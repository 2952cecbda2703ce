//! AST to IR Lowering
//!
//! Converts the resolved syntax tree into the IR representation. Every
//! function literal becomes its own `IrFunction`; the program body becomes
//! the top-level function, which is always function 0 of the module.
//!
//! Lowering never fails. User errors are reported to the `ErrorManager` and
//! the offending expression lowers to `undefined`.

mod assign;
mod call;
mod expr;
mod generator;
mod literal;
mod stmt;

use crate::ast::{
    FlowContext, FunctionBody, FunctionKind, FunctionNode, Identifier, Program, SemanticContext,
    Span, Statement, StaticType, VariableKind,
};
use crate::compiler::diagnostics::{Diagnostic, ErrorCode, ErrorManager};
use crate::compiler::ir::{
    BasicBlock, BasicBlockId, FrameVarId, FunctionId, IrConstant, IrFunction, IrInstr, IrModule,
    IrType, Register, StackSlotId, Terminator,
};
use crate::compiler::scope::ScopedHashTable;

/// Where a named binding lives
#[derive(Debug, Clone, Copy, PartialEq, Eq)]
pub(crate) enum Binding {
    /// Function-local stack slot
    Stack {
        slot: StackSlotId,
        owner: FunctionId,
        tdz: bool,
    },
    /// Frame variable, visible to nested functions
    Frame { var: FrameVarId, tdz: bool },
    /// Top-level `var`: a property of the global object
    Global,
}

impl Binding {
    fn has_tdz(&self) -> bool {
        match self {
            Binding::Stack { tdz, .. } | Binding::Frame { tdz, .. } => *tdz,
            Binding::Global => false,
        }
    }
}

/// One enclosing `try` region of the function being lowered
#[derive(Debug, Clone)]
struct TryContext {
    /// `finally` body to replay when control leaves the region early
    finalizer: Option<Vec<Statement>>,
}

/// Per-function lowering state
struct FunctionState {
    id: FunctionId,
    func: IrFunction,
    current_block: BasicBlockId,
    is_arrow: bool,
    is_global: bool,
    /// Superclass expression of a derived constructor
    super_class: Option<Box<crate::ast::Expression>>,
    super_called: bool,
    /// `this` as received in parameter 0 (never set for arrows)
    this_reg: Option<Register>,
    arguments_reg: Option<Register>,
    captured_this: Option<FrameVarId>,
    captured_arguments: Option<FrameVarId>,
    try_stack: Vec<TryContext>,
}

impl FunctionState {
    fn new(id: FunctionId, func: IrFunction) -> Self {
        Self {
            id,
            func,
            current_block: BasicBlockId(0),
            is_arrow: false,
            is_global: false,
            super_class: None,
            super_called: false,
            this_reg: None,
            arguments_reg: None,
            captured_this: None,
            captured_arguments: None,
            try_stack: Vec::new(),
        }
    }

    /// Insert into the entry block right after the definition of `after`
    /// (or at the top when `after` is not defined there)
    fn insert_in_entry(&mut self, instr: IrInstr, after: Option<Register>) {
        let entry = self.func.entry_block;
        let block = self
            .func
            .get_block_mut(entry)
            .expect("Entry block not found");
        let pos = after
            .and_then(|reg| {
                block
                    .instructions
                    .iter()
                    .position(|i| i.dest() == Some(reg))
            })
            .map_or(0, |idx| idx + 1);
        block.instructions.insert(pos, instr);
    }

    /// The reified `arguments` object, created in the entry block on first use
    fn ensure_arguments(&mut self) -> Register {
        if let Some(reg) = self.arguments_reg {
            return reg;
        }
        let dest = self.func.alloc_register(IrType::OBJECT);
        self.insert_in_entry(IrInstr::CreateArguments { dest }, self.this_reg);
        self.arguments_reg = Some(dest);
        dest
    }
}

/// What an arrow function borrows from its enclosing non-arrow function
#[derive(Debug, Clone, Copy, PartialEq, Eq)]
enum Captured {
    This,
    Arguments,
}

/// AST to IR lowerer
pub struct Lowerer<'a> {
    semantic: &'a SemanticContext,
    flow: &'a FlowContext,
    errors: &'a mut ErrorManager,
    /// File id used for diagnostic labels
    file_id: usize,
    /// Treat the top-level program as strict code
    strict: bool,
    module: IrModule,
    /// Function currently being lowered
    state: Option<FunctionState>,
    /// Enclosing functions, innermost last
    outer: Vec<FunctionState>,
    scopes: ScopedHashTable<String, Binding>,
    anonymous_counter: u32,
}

▬▬▬▬▬▬▬▬▬▬

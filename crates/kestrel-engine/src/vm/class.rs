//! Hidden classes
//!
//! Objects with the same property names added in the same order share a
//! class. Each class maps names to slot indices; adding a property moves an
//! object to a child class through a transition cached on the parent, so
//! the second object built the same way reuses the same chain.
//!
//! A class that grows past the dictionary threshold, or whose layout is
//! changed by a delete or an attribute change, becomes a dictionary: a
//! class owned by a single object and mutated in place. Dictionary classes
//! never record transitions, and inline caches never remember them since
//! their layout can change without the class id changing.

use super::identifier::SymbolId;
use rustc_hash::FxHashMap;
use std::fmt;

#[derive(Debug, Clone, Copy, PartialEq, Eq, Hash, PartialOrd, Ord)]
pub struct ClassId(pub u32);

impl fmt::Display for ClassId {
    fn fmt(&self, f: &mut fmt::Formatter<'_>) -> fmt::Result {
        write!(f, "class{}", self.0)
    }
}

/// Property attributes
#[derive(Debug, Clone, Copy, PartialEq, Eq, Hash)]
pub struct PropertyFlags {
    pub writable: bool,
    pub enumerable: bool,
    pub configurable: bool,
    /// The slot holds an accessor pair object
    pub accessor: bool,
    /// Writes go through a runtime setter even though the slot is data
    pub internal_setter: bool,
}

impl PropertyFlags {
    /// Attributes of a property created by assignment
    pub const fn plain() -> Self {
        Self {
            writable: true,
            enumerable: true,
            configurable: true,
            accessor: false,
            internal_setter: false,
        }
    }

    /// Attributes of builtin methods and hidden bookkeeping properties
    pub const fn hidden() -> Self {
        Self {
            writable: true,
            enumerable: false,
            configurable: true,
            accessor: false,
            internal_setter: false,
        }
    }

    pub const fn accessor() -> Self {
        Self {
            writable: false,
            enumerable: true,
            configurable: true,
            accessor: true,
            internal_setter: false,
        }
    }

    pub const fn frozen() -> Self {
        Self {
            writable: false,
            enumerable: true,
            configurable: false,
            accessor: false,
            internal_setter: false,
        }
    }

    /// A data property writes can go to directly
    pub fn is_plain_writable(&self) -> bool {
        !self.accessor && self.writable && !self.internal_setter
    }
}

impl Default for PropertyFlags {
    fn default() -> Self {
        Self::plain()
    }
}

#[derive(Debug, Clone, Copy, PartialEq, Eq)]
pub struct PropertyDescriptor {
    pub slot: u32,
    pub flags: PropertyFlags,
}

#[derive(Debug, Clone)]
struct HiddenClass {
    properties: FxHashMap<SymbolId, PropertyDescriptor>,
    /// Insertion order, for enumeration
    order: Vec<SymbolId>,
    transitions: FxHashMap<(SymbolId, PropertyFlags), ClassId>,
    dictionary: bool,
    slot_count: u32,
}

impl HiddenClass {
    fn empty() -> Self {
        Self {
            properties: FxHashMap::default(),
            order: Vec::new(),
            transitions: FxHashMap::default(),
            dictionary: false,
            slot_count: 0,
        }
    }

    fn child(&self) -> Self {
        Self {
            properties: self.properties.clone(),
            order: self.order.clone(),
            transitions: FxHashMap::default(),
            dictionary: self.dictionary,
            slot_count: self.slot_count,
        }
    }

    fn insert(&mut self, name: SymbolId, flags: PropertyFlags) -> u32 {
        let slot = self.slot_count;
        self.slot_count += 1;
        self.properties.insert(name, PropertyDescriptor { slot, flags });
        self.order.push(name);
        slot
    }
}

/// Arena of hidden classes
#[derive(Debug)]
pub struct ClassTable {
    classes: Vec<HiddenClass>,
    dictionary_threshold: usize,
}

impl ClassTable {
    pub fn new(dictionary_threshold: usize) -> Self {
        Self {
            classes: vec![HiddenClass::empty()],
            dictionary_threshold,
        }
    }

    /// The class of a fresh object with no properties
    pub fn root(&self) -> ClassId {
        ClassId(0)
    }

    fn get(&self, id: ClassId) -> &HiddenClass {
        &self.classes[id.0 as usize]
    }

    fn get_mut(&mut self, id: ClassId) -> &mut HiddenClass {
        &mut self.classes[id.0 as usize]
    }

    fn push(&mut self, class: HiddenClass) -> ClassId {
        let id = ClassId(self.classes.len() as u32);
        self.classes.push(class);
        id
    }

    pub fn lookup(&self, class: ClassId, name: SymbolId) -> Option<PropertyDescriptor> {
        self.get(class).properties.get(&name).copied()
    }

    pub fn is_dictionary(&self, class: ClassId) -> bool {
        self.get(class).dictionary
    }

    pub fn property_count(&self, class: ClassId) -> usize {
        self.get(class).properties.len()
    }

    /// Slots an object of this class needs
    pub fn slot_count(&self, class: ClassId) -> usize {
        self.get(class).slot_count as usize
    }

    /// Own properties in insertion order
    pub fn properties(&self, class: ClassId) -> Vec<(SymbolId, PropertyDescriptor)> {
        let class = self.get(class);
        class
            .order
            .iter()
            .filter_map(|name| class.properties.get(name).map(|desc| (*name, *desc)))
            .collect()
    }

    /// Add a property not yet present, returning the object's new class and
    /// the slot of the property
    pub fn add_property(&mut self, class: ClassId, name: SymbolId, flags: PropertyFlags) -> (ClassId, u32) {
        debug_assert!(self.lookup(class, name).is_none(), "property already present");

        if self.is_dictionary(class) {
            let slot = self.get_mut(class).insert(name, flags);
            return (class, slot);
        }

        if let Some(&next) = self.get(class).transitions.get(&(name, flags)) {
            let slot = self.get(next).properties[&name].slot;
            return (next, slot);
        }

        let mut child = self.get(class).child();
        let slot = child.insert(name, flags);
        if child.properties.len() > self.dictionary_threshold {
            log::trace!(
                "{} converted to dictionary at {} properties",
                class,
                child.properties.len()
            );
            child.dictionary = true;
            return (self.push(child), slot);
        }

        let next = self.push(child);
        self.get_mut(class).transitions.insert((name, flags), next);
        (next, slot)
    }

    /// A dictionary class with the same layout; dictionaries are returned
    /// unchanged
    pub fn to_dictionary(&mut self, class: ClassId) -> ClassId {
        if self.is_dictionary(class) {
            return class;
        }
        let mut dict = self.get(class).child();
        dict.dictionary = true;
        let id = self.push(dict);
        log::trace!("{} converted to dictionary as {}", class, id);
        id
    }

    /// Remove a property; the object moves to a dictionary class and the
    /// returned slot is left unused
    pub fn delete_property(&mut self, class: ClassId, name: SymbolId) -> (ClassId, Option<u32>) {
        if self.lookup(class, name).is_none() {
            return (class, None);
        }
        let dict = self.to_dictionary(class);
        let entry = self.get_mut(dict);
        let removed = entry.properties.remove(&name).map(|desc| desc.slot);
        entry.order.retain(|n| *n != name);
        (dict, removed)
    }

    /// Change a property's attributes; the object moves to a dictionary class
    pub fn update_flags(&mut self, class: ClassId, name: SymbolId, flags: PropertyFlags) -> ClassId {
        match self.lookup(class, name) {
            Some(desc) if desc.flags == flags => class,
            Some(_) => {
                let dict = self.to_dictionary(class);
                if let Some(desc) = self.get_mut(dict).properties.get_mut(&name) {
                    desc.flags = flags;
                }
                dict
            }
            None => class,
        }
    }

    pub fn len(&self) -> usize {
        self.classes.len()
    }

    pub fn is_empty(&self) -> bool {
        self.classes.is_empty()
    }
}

▬▬▬▬▬▬▬▬▬▬

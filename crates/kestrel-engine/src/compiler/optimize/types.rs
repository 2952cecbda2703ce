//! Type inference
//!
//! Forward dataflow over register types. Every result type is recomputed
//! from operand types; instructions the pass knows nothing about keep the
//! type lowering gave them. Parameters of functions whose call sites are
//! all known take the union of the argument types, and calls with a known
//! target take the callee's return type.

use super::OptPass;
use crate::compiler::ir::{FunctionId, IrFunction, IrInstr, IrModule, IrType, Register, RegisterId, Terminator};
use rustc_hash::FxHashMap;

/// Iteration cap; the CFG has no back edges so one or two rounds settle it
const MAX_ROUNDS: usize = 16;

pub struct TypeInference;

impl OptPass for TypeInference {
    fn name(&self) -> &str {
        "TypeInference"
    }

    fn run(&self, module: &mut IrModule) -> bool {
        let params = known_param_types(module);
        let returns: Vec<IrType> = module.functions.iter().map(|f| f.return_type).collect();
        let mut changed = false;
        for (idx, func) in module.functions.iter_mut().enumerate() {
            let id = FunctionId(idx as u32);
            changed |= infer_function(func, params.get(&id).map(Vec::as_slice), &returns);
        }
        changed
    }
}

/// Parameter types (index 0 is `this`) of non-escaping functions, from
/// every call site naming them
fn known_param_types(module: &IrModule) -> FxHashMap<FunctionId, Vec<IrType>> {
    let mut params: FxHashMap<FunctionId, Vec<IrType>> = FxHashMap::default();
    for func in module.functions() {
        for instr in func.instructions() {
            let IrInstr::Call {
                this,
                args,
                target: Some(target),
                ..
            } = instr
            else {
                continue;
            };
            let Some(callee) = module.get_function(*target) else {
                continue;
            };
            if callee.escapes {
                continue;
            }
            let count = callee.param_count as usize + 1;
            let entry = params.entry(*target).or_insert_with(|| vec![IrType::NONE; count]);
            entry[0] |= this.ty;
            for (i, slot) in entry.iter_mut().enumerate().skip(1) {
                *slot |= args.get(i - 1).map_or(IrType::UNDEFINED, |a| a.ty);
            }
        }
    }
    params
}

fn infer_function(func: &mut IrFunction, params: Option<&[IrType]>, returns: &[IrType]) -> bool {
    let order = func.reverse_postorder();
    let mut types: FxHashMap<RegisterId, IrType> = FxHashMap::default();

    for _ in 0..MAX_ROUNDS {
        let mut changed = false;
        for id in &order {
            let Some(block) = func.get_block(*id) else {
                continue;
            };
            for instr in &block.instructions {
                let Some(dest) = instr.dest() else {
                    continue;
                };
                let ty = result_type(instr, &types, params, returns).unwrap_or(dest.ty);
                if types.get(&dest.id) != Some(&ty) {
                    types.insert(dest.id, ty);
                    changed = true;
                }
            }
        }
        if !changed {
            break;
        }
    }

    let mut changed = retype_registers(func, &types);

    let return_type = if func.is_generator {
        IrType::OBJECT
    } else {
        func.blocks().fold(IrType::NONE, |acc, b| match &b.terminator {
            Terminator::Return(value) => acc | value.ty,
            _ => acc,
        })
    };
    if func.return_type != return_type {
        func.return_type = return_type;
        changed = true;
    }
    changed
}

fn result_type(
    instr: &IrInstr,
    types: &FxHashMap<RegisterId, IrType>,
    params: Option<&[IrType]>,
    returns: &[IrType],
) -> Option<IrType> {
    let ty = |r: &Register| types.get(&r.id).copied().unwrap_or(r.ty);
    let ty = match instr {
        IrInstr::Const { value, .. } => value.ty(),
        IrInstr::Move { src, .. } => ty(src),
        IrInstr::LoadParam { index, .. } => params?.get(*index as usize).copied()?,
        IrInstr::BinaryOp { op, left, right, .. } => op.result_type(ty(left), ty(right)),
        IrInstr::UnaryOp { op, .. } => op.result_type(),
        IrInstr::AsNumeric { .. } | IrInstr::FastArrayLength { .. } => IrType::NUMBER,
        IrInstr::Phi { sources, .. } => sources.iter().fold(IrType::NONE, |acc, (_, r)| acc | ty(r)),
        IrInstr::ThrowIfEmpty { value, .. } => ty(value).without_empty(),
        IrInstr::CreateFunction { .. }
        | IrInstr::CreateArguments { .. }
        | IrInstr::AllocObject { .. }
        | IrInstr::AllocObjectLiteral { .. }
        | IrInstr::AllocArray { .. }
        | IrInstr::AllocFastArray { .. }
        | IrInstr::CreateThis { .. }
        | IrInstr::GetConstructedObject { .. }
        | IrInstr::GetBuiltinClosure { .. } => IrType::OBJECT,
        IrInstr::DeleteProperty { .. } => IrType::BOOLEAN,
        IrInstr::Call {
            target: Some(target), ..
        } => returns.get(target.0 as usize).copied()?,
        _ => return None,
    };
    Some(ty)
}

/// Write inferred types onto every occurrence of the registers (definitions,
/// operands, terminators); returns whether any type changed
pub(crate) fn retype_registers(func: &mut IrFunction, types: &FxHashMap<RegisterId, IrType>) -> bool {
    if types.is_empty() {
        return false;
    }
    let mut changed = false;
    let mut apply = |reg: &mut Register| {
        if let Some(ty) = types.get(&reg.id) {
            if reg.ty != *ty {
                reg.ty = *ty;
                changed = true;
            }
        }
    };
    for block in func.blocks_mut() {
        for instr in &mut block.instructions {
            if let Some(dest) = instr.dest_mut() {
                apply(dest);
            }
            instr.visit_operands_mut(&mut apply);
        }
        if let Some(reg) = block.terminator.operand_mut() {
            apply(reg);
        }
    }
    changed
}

▬▬▬▬▬▬▬▬▬▬

### Task statement
Lines from the records above that hold "FunctionId" are the ones to list.

### Solution below
    BasicBlock, BasicBlockId, FrameVarId, FunctionId, IrConstant, IrFunction, IrInstr, IrModule,
        owner: FunctionId,
    id: FunctionId,
    fn new(id: FunctionId, func: IrFunction) -> Self {
use crate::compiler::ir::{FunctionId, IrFunction, IrInstr, IrModule, IrType, Register, RegisterId, Terminator};
            let id = FunctionId(idx as u32);
fn known_param_types(module: &IrModule) -> FxHashMap<FunctionId, Vec<IrType>> {
    let mut params: FxHashMap<FunctionId, Vec<IrType>> = FxHashMap::default();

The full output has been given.